Whoops! Good catch — thanks
Tough to answer such a paradigm-smashing hypothetical. But then, boom, very next question, a Reuters reporter follows up on the announcement that NASA has appointed a Director of UAP Research to liaison with other federal agencies: What’s the new guy’s name?
Nicola Fox, Associate Administrator for NASA’s Science Mission Directorate: “We will not give his name out, no.”
It actually took the suits seven hours to realize that headline puns about NASA Unable to Identify UFO Director were a pretty shabby look for transparency. So they casually slipped Mark McInerney’s name into the sixth paragraph of an “updated” earlier statement it had issued to the press, like, hey man, it’s just another name, so what, no big deal. “McInerney previously served as NASA’s liaison to the Department of Defense covering limited UAP activities for the agency,” they tell us in graph 7. “In the director role, he will centralize communications, resources, and data analytical capabilities to establish a robust database for the evaluation of future UAP.”
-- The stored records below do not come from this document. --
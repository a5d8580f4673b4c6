//! # topology
//!
//! why: let the cluster change membership through the log without ever having two disjoint quorums
//! relations: topology entries are created by node.rs, decided by replication.rs, counted by election.rs
//! what: Topology (members + voters), Membership (committed + pending change), quorum arithmetic

use std::collections::BTreeSet;

use serde::{Deserialize, Serialize};

use crate::log::LogEntry;
use crate::error::StorageError;
use crate::{LogIndex, NodeId};

/// Cluster membership. Voters are counted for quorum; the remaining
/// members (watchers) only receive replication.
#[derive(Debug, Clone, Default, PartialEq, Eq, Serialize, Deserialize)]
pub struct Topology {
    pub members: BTreeSet<NodeId>,
    pub voters: BTreeSet<NodeId>,
}

impl Topology {
    /// A topology in which every member votes.
    pub fn new(voters: impl IntoIterator<Item = NodeId>) -> Self {
        let voters: BTreeSet<_> = voters.into_iter().collect();
        Self { members: voters.clone(), voters }
    }

    /// A topology with the given voters plus non-voting watchers.
    pub fn with_watchers(
        voters: impl IntoIterator<Item = NodeId>,
        watchers: impl IntoIterator<Item = NodeId>,
    ) -> Self {
        let mut topology = Self::new(voters);
        topology.members.extend(watchers);
        topology
    }

    pub fn is_voter(&self, id: NodeId) -> bool {
        self.voters.contains(&id)
    }

    pub fn is_member(&self, id: NodeId) -> bool {
        self.members.contains(&id)
    }

    /// Strict majority of the voters.
    pub fn quorum_size(&self) -> usize {
        self.voters.len() / 2 + 1
    }

    pub fn validate(&self) -> Result<(), String> {
        if self.voters.is_empty() {
            return Err("topology has no voters".into());
        }
        if let Some(id) = self.voters.iter().find(|id| !self.members.contains(id)) {
            return Err(format!("voter {id} is not a member"));
        }
        Ok(())
    }

    /// True if the nodes in `granted` form a majority of the voters.
    pub fn has_majority(&self, granted: &BTreeSet<NodeId>) -> bool {
        !self.voters.is_empty()
            && self.voters.iter().filter(|id| granted.contains(id)).count() >= self.quorum_size()
    }

    /// Highest index stored on a majority of voters, given each voter's match index.
    pub fn quorum_index(&self, matched: impl Fn(NodeId) -> LogIndex) -> LogIndex {
        if self.voters.is_empty() {
            return 0;
        }
        let mut indexes: Vec<LogIndex> = self.voters.iter().map(|id| matched(*id)).collect();
        indexes.sort_unstable_by(|a, b| b.cmp(a));
        indexes[self.quorum_size() - 1]
    }
}

/// The membership as seen by one node: the committed topology plus at most
/// one uncommitted change found in the log.
#[derive(Debug, Clone, PartialEq, Eq)]
pub struct Membership {
    committed: Topology,
    pending: Option<(LogIndex, Topology)>,
}

impl Membership {
    pub fn new(committed: Topology) -> Self {
        Self { committed, pending: None }
    }

    /// Rebuild from a snapshot topology and the log entries after it.
    ///
    /// Changes are serialized, so every topology entry but the last one in a
    /// log is already committed; the last stays pending until `commit_index`
    /// reaches it.
    pub fn restore<'a>(
        committed: Topology,
        entries: impl IntoIterator<Item = &'a LogEntry>,
        commit_index: LogIndex,
    ) -> Result<Self, StorageError> {
        let mut membership = Self::new(committed);
        for entry in entries {
            membership.observe(entry)?;
        }
        membership.commit_to(commit_index);
        Ok(membership)
    }

    pub fn committed(&self) -> &Topology {
        &self.committed
    }

    pub fn pending(&self) -> Option<&(LogIndex, Topology)> {
        self.pending.as_ref()
    }

    /// Record a topology entry that just entered the log.
    pub fn observe(&mut self, entry: &LogEntry) -> Result<(), StorageError> {
        if let Some(topology) = entry.as_topology()? {
            if let Some((_, previous)) = self.pending.take() {
                self.committed = previous;
            }
            self.pending = Some((entry.index, topology));
        }
        Ok(())
    }

    /// Promote the pending change once `commit_index` covers it.
    /// Returns the newly committed topology, if any.
    pub fn commit_to(&mut self, commit_index: LogIndex) -> Option<&Topology> {
        match self.pending {
            Some((index, _)) if index <= commit_index => {
                let (_, topology) = self.pending.take()?;
                self.committed = topology;
                Some(&self.committed)
            }
            _ => None,
        }
    }

    /// Forget a pending change whose entry was truncated away.
    pub fn truncate_from(&mut self, index: LogIndex) {
        if matches!(self.pending, Some((p, _)) if p >= index) {
            self.pending = None;
        }
    }

    /// Every voter of the committed and the pending topology.
    pub fn all_voters(&self) -> BTreeSet<NodeId> {
        let mut voters = self.committed.voters.clone();
        if let Some((_, pending)) = &self.pending {
            voters.extend(pending.voters.iter().copied());
        }
        voters
    }

    /// Every member of the committed and the pending topology.
    pub fn all_members(&self) -> BTreeSet<NodeId> {
        let mut members = self.committed.members.clone();
        if let Some((_, pending)) = &self.pending {
            members.extend(pending.members.iter().copied());
        }
        members
    }

    pub fn is_voter(&self, id: NodeId) -> bool {
        self.committed.is_voter(id) || self.pending.as_ref().is_some_and(|(_, t)| t.is_voter(id))
    }

    /// Election quorum: a majority of the committed voters and, during a
    /// change, of the pending voters too.
    pub fn has_vote_quorum(&self, granted: &BTreeSet<NodeId>) -> bool {
        self.committed.has_majority(granted)
            && self.pending.as_ref().map_or(true, |(_, t)| t.has_majority(granted))
    }

    /// Highest index that may be committed given each voter's match index.
    ///
    /// Indexes below a pending change need only the committed majority;
    /// the change itself and everything after it need both majorities.
    pub fn commit_candidate(&self, matched: impl Fn(NodeId) -> LogIndex) -> LogIndex {
        let old = self.committed.quorum_index(&matched);
        match &self.pending {
            Some((index, pending)) if old >= *index => {
                let new = pending.quorum_index(&matched);
                old.min(new).max(index - 1)
            }
            _ => old,
        }
    }
}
Sounds like he’ll be busy, but let’s get real. With David Grusch’s allegations dominating the UFO conversation – exotic hardware, corpses, coverups, retaliation, maybe even murder? – as Congress reconvenes, NASA’s playing tortoise to this news hare. The space agency’s tone-deaf impulse to shield the name of its top high-strangeness research guy tells us the stigma remains alive and well among leadership claiming to reject it.
For the Scientific Coalition for UAP Studies – one of the most active and astute networks of independent researchers – NASA’s envisioned goal of being a mere “contributor” to AARO is beyond problematic. In voting to endorse NASA’s path forward, SCU board members issued a warning in a press release on Friday:
“AARO is tied to national defense organizations and is driven by the needs of our defense industry, which necessarily cannot promote scientific openness. While we acknowledge that AARO is necessary to investigate the defense-related aspects of UAP, SCU strongly recommends that Congress provide the necessary funding and resources to allow NASA to independently lead U.S. scientific research programs, just as in France UAP research is led by the nation’s civilian space agency.”
Good luck with that. NASA has much to contribute, if it actually chooses to lead. Right now, it’s not clear who, or what, exactly, the space agency is listening to.